We had a lovely, late lunch at the outdoor cafe at the house before returning to the hotel for the evening. On the walk back, we were approached once again, but at least this individual didn't try to send us shopping anywhere!
January 17, 2006
Today, we toured the Grand Palace. From Fodor's: "This is Thailand's most revered spot and one of its most visited. King Rama I built this walled city in 1782, when he moved the capital across the river from Thonburi. The palace and adjoining structures only got more opulent as subsequent monarchs added their own touches." It is indeed incredibly ornate! Unfortunately, most of the buildings are not open to the public, being used only for state occasions and royal ceremonies.
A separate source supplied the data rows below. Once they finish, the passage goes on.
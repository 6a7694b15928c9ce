use std::io::Write;
use std::path::Path;

use csv::WriterBuilder;
use serde::Serialize;

use crate::error::Error;
use crate::types::{AnonymizedRecord, FileFormat, Result};

/// Write the released table as delimited text with a header row
pub fn write_table<W: Write>(records: &[AnonymizedRecord], writer: W, delimiter: u8) -> Result<()> {
    let mut csv_writer = WriterBuilder::new()
        .delimiter(delimiter)
        .has_headers(true)
        .from_writer(writer);
    for record in records {
        csv_writer.serialize(record)?;
    }
    csv_writer.flush()?;
    Ok(())
}

/// Write the released table to a file; format follows the extension
pub fn write_table_file(
    records: &[AnonymizedRecord],
    path: &Path,
    delimiter: Option<u8>,
) -> Result<()> {
    let format = crate::readers::detect_format(path)?;
    let delimiter = match format {
        FileFormat::Csv => delimiter.unwrap_or(b','),
        FileFormat::Tsv => b'\t',
        FileFormat::Excel => {
            return Err(Error::UnsupportedFormat(
                "Writing workbooks is not supported; use .csv or .tsv".to_string(),
            ))
        }
    };
    let file = std::fs::File::create(path)?;
    write_table(records, std::io::BufWriter::new(file), delimiter)
}

/// Write any serializable value to a JSON file
pub fn write_json_file<T: Serialize>(value: &T, path: &Path) -> Result<()> {
    let file = std::fs::File::create(path)?;
    let writer = std::io::BufWriter::new(file);
    serde_json::to_writer_pretty(writer, value)?;
    Ok(())
}

/// Serialize to a pretty JSON string
pub fn to_json_string<T: Serialize>(value: &T) -> Result<String> {
    Ok(serde_json::to_string_pretty(value)?)
}

/// Write JSON to stdout
pub fn write_json_stdout<T: Serialize>(value: &T) -> Result<()> {
    let json = to_json_string(value)?;
    let stdout = std::io::stdout();
    let mut handle = stdout.lock();
    writeln!(handle, "{}", json)?;
    Ok(())
}
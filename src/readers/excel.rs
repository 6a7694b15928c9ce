use std::path::{Path, PathBuf};

use calamine::{open_workbook_auto, Data, Reader};
use tracing::debug;

use crate::error::Error;
use crate::types::{Result, Table};

use super::DataReader;

/// Sheet read when none is requested and the workbook has one by this name
pub const DEFAULT_SHEET: &str = "Players";

/// Excel file reader (supports .xlsx, .xls, .xlsm, .xlsb)
pub struct ExcelReader {
    path: PathBuf,
    sheet: Option<String>,
}

impl ExcelReader {
    pub fn new(path: &Path, sheet: Option<&str>) -> Result<Self> {
        Ok(Self {
            path: path.to_path_buf(),
            sheet: sheet.map(str::to_string),
        })
    }

    /// Convert Excel Data to string representation
    fn data_to_string(dt: &Data) -> String {
        match dt {
            Data::Empty => String::new(),
            Data::String(s) => s.clone(),
            Data::Float(f) => f.to_string(),
            Data::Int(i) => i.to_string(),
            Data::Bool(b) => b.to_string(),
            Data::DateTime(d) => d.as_f64().to_string(),
            Data::DateTimeIso(s) => s.clone(),
            Data::DurationIso(s) => s.clone(),
            // errors read as missing
            Data::Error(_) => String::new(),
        }
    }

    /// Requested sheet, else `DEFAULT_SHEET` if present, else the first sheet
    fn pick_sheet(&self, names: &[String]) -> Result<String> {
        if let Some(requested) = &self.sheet {
            return names
                .iter()
                .find(|n| *n == requested)
                .cloned()
                .ok_or_else(|| Error::InvalidInput(format!("Sheet '{}' not found", requested)));
        }
        names
            .iter()
            .find(|n| n.as_str() == DEFAULT_SHEET)
            .or_else(|| names.first())
            .cloned()
            .ok_or_else(|| Error::InvalidInput("Workbook has no sheets".to_string()))
    }
}

impl DataReader for ExcelReader {
    fn read(&mut self) -> Result<Table> {
        let mut workbook = open_workbook_auto(&self.path)?;
        let sheet_name = self.pick_sheet(&workbook.sheet_names())?;

        let range = workbook
            .worksheet_range(&sheet_name)
            .map_err(Error::Excel)?;

        let mut rows_iter = range.rows();
        let headers: Vec<String> = match rows_iter.next() {
            Some(row) => row.iter().map(Self::data_to_string).collect(),
            None => return Ok(Table::default()),
        };

        let rows: Vec<Vec<String>> = rows_iter
            .map(|row| row.iter().map(Self::data_to_string).collect())
            .collect();

        debug!(sheet = %sheet_name, rows = rows.len(), "read workbook sheet");
        Ok(Table { headers, rows })
    }
}

#[cfg(test)]
mod tests {
    use super::*;

    #[test]
    fn test_data_to_string() {
        assert_eq!(ExcelReader::data_to_string(&Data::Empty), "");
        assert_eq!(
            ExcelReader::data_to_string(&Data::String("GK".to_string())),
            "GK"
        );
        assert_eq!(ExcelReader::data_to_string(&Data::Int(42)), "42");
        assert_eq!(ExcelReader::data_to_string(&Data::Float(181.0)), "181");
        assert_eq!(ExcelReader::data_to_string(&Data::Bool(true)), "true");
    }

    #[test]
    fn test_pick_sheet_prefers_players() {
        let reader = ExcelReader::new(Path::new("players.xlsx"), None).unwrap();
        let names = vec!["Summary".to_string(), "Players".to_string()];
        assert_eq!(reader.pick_sheet(&names).unwrap(), "Players");

        let names = vec!["Data".to_string()];
        assert_eq!(reader.pick_sheet(&names).unwrap(), "Data");

        assert!(reader.pick_sheet(&[]).is_err());
    }

    #[test]
    fn test_pick_sheet_requested_must_exist() {
        let reader = ExcelReader::new(Path::new("players.xlsx"), Some("Squad")).unwrap();
        let names = vec!["Players".to_string(), "Squad".to_string()];
        assert_eq!(reader.pick_sheet(&names).unwrap(), "Squad");
        assert!(reader.pick_sheet(&["Players".to_string()]).is_err());
    }

    #[test]
    fn test_missing_workbook_is_error() {
        let mut reader = ExcelReader::new(Path::new("/nonexistent/players.xlsx"), None).unwrap();
        assert!(reader.read().is_err());
    }
}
But you can certainly get a flavor from the outside. In the picture to the right, notice the fresco on the side of the temple door. Also, you can't really see it clearly in this picture, but the temples are built in the same traditional Thai style as Jim Thompson's house - that is, wider at the bottom and tapering in at the top, including doors and windows.
The Chapel Royal of the Emerald Buddha is one of the buildings open to the public, provided that you observe proper etiquette and remove your shoes. Once inside, you must sit on your knees, with your feet behind you - it is disrespectful to sit with your legs in front of you and your feet pointing toward the Buddha. Despite being Thailand's most sacred temple, the Buddha image is only about 65 cms. (2 feet) tall and is actually not made of emerald, but of jade. The Buddha is clothed - the "robe" is changed three times per year by the King, at the start of each season: A diamond encrusted gold robe during the hot season, a solid gold robe in the cool season and a gilded monk's robe in the rainy season. Photographs are forbidden in the temple.
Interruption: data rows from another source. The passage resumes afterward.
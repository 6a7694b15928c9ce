use std::collections::BTreeMap;

use crate::types::QidValues;

/// Row indices grouped by identical QID tuple, in tuple order
pub fn equivalence_classes(rows: &[QidValues]) -> BTreeMap<&QidValues, Vec<usize>> {
    let mut classes: BTreeMap<&QidValues, Vec<usize>> = BTreeMap::new();
    for (idx, values) in rows.iter().enumerate() {
        classes.entry(values).or_default().push(idx);
    }
    classes
}

/// Rows belonging to a class with fewer than `k` members, ascending
pub fn violating_rows(rows: &[QidValues], k: usize) -> Vec<usize> {
    let mut violators: Vec<usize> = equivalence_classes(rows)
        .into_values()
        .filter(|members| members.len() < k)
        .flatten()
        .collect();
    violators.sort_unstable();
    violators
}

/// Class-size summary of a table
#[derive(Debug, Clone, Default, PartialEq, Eq)]
pub struct ClassSummary {
    pub classes: usize,
    pub shortfall_classes: usize,
    pub violating_rows: usize,
    pub min_class_size: Option<usize>,
}

pub fn summarize(rows: &[QidValues], k: usize) -> ClassSummary {
    let classes = equivalence_classes(rows);
    let mut summary = ClassSummary {
        classes: classes.len(),
        ..ClassSummary::default()
    };
    for members in classes.values() {
        let size = members.len();
        if size < k {
            summary.shortfall_classes += 1;
            summary.violating_rows += size;
        }
        summary.min_class_size = Some(summary.min_class_size.map_or(size, |m| m.min(size)));
    }
    summary
}

#[cfg(test)]
mod tests {
    use super::*;

    fn row(age: &str, role: &str) -> QidValues {
        QidValues::new(age, "180-184", role, "EU")
    }

    #[test]
    fn test_equivalence_classes_group_identical_tuples() {
        let rows = vec![row("21-24", "GK"), row("25-29", "GK"), row("21-24", "GK")];
        let classes = equivalence_classes(&rows);
        assert_eq!(classes.len(), 2);
        assert_eq!(classes[&row("21-24", "GK")], vec![0, 2]);
        assert_eq!(classes[&row("25-29", "GK")], vec![1]);
    }

    #[test]
    fn test_violating_rows_below_k() {
        let rows = vec![
            row("21-24", "GK"),
            row("25-29", "GK"),
            row("21-24", "GK"),
            row("21-24", "GK"),
            row("40+", "DEF"),
        ];
        assert_eq!(violating_rows(&rows, 3), vec![1, 4]);
        assert_eq!(violating_rows(&rows, 1), Vec::<usize>::new());
    }

    #[test]
    fn test_class_of_exactly_k_is_not_violating() {
        let rows = vec![row("21-24", "GK"); 3];
        assert!(violating_rows(&rows, 3).is_empty());
    }

    #[test]
    fn test_summarize() {
        let rows = vec![row("21-24", "GK"), row("21-24", "GK"), row("40+", "DEF")];
        let summary = summarize(&rows, 2);
        assert_eq!(summary.classes, 2);
        assert_eq!(summary.shortfall_classes, 1);
        assert_eq!(summary.violating_rows, 1);
        assert_eq!(summary.min_class_size, Some(1));
    }

    #[test]
    fn test_summarize_empty() {
        let summary = summarize(&[], 3);
        assert_eq!(summary, ClassSummary::default());
        assert_eq!(summary.min_class_size, None);
    }
}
Scattered around the palace complex are statues of elephants, thought to represent independence and power. Thai kings went to battle atop elephants, and it is customary for parents to walk their children around an elephant three times to bring them strength. Thais rub the head of the elephant statues for good luck - many of them are worn smooth from the touch of millions.
We took a taxi back to our hotel - by this time it was late afternoon, and right in the thick of rush-hour! It took us about 45 minutes with the traffic. After a quick stop at the market, we crashed for the night.
January 18, 2006
We went to see the Reclining Buddha at Wat Po today. Wat PO was built by Rama I in the 16th century and is the oldest and largest Buddhist temple in Bangkok. The Buddha image is simply huge - more than 43m (140 ft.) long and 15m (50 ft.) high, and was built during the mid-19th century reign of Rama III. The statue itself is brick, covered with layers of plaster, and gold leaf (which is always flaking); the feet are inlaid with beautiful mother-of-pearl illustrations of 108 auspicious laksanas (characteristics) of the Buddha. All Buddhas in the reclining position are near death and are said to be passing into Nirvana. The posture symbolizes complete peace and detachment from the world.
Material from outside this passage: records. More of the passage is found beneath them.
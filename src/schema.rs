use crate::error::Error;
use crate::types::{RawRecord, Result, Table};

/// Missing value tokens
pub const MISSING_TOKENS: &[&str] = &[
    "", "NA", "N/A", "na", "n/a", "NULL", "null", "NaN", "nan", ".", "-", "--", "missing",
    "MISSING", "None", "none", "#N/A", "#VALUE!", "#REF!", "#DIV/0!", "#NUM!", "#NAME?", "#NULL!",
];

pub const COL_IDENTIFIER: &str = "player_name";
pub const COL_AGE: &str = "age";
pub const COL_HEIGHT: &str = "height_cm";
pub const COL_NATIONALITY: &str = "nationality";
pub const COL_POSITION: &str = "position";
pub const COL_PACE: &str = "pace";
pub const COL_MARKET_VALUE: &str = "market_value_eur";

/// Position of every required column in the input header
#[derive(Debug, Clone, Copy, PartialEq, Eq)]
pub struct ColumnIndex {
    identifier: usize,
    age: usize,
    height_cm: usize,
    nationality: usize,
    position: usize,
    pace: usize,
    market_value: usize,
}

impl ColumnIndex {
    /// Locate required columns (case-insensitive); fails on the first one absent
    pub fn resolve(headers: &[String]) -> Result<Self> {
        let find = |name: &str| {
            headers
                .iter()
                .position(|h| h.trim().eq_ignore_ascii_case(name))
                .ok_or_else(|| Error::MissingColumn(name.to_string()))
        };
        Ok(Self {
            identifier: find(COL_IDENTIFIER)?,
            age: find(COL_AGE)?,
            height_cm: find(COL_HEIGHT)?,
            nationality: find(COL_NATIONALITY)?,
            position: find(COL_POSITION)?,
            pace: find(COL_PACE)?,
            market_value: find(COL_MARKET_VALUE)?,
        })
    }
}

/// Check if a value represents a missing value
pub fn is_missing(value: &str) -> bool {
    let trimmed = value.trim();
    MISSING_TOKENS.iter().any(|t| trimmed.eq_ignore_ascii_case(t))
}

/// Parse a numeric value
pub fn parse_numeric(value: &str) -> Option<f64> {
    value
        .trim()
        .parse::<f64>()
        .ok()
        .filter(|v| v.is_finite())
}

fn text_field(row: &[String], idx: usize, line: usize, field: &'static str) -> Result<String> {
    match row.get(idx) {
        Some(v) if !is_missing(v) => Ok(v.trim().to_string()),
        _ => Err(Error::MissingField { row: line, field }),
    }
}

fn numeric_field(row: &[String], idx: usize, line: usize, field: &'static str) -> Result<f64> {
    let raw = text_field(row, idx, line, field)?;
    parse_numeric(&raw).ok_or(Error::MalformedField {
        row: line,
        field,
        value: raw,
    })
}

/// Validate every row of a loaded table; the first bad row aborts the load
pub fn parse_records(table: &Table) -> Result<Vec<RawRecord>> {
    if table.rows.is_empty() && table.headers.is_empty() {
        return Ok(Vec::new());
    }

    let cols = ColumnIndex::resolve(&table.headers)?;

    table
        .rows
        .iter()
        .enumerate()
        .map(|(i, row)| {
            let line = i + 1;
            Ok(RawRecord {
                identifier: text_field(row, cols.identifier, line, COL_IDENTIFIER)?,
                age: numeric_field(row, cols.age, line, COL_AGE)?,
                height_cm: numeric_field(row, cols.height_cm, line, COL_HEIGHT)?,
                nationality: text_field(row, cols.nationality, line, COL_NATIONALITY)?,
                position: text_field(row, cols.position, line, COL_POSITION)?,
                pace: numeric_field(row, cols.pace, line, COL_PACE)?,
                market_value: numeric_field(row, cols.market_value, line, COL_MARKET_VALUE)?,
            })
        })
        .collect()
}
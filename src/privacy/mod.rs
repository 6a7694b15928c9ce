pub mod bucketing;
pub mod classes;
pub mod enforcer;
pub mod hierarchy;
pub mod noise;
pub mod pseudonym;
pub mod shuffle;

pub use bucketing::bucketize;
pub use classes::{equivalence_classes, summarize};
pub use enforcer::{fill_common_region, KAnonymityEnforcer};
pub use noise::NoiseInjector;
pub use pseudonym::Pseudonymizer;
pub use shuffle::GroupShuffler;
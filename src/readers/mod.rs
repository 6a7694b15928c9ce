pub mod csv;
pub mod excel;

use std::path::Path;

use crate::types::{FileFormat, Result, Table};

/// Common trait for tabular input readers
pub trait DataReader {
    /// Read the whole file into a table of string fields
    fn read(&mut self) -> Result<Table>;
}

/// Detect the file format from the path's extension
pub fn detect_format(path: &Path) -> Result<FileFormat> {
    let ext = path
        .extension()
        .and_then(|e| e.to_str())
        .unwrap_or("");

    FileFormat::from_extension(ext).ok_or_else(|| {
        crate::error::Error::UnsupportedFormat(format!(
            "Unsupported file extension: .{}",
            ext
        ))
    })
}

/// Create a reader for the given file path.
/// `sheet` only applies to workbooks, `delimiter` only to CSV.
pub fn create_reader(
    path: &Path,
    sheet: Option<&str>,
    delimiter: Option<u8>,
) -> Result<Box<dyn DataReader>> {
    match detect_format(path)? {
        FileFormat::Csv => {
            let reader = csv::CsvReader::new(path)?;
            match delimiter {
                Some(d) => Ok(Box::new(reader.with_delimiter(d))),
                None => Ok(Box::new(reader)),
            }
        }
        FileFormat::Tsv => Ok(Box::new(csv::CsvReader::new_tsv(path)?)),
        FileFormat::Excel => Ok(Box::new(excel::ExcelReader::new(path, sheet)?)),
    }
}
The posture actually reminds me of a quote that I saw recently in my friend,
Nancy Russell's office. "Life's journey is not to arrive at the grave
safely in a well preserved body, but rather to skid in sideways, totally worn
out, shouting ... "Holy shit - what a ride!" This is what I think
the Buddha is saying!
Wat PO is also home to the leading school for Thai massage in the country. I decided to treat myself to this fully-clothed massage, which is touted as a yoga therapy that combines rhythmic massage, acupressure, gentle twisting, deep stretching and meditation. Unfortunately, the waiting time was over 30 minutes and I just didn't have the patience. Next time!
January 19, 2006 and January 20, 2006
We took a couple of rest days to just sit by the pool and enjoy the hotel's amenities, including the saunas. We also walked up to the Cathay Pacific ticket office, which is conveniently located just up the street. It's not very exciting, but sometimes, we need not very exciting!